We also have a similar cold composting area against a wood fence instead of cinder block (for larger yard waste)
My question is, sometimes I get good clean goat manure (droppings and some hay/straw scrap) to add to either compost box. Is it ever possible to add too much of this to my compost?
Answer by JZ: Your question will be received by a few of my colleagues who may also respond.
Great that you are composting. Here are my thoughts.
Goat manure would be a green (nitrogen). Straw bedding would be a brown (carbon). So they are a fine combination to add. A suggested guideline: for every 2 parts brown combine with 1 part green. By using this guideline you will not add too much of either to your pile and you will provide a balanced “diet” for the decomposing microorganisms, both hot process and cold process.

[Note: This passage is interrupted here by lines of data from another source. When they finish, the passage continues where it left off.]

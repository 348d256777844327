use std::io::ErrorKind;
use std::path::Path;
use std::{fs, io};
use tonic_build;

fn main() -> io::Result<()> {
    build_proto()?;
    Ok(())
}

fn build_proto() -> io::Result<()> {
    idempotent_create_dir("./generated/")?;
    tonic_build::configure()
        .out_dir("./generated/")
        .compile(&["./protos/kv.proto"], &["./protos/"])
}

fn idempotent_create_dir<P: AsRef<Path>>(path: P) -> io::Result<()> {
    match fs::create_dir(path) {
        Ok(_) => Ok(()),
        Err(e) => match e.kind() {
            ErrorKind::AlreadyExists => Ok(()),
            _ => Err(e),
        },
    }
}
mod server;
mod shutdown;

pub(crate) use server::RpcServer;

pub(crate) use shutdown::shutdown_signal;
pub(crate) use shutdown::RpcServerShutdownHandle;
pub(crate) use shutdown::RpcServerShutdownSignal;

You did not provide your zip code, but I’ll assume you are composting in the desert where low porosity bins are useful. That is, not a lot of cracks, spaces or holes as that will allow for too much evaporation of moisture especially in the summer. We compensate for low porosity by using coarse bulking material as the pile is built up, as this decreases compaction of moist organics and provides for convective airflow. This is described on page 6 of our brochure: docs.nmcomposters.org/composting-in-the-desert-2018.pdf
Might I also suggest that you cover drape the top of your pile as this will help decrease evaporation of moisture, see pic. below
Let us know if this is helpful. All the best. Keep up.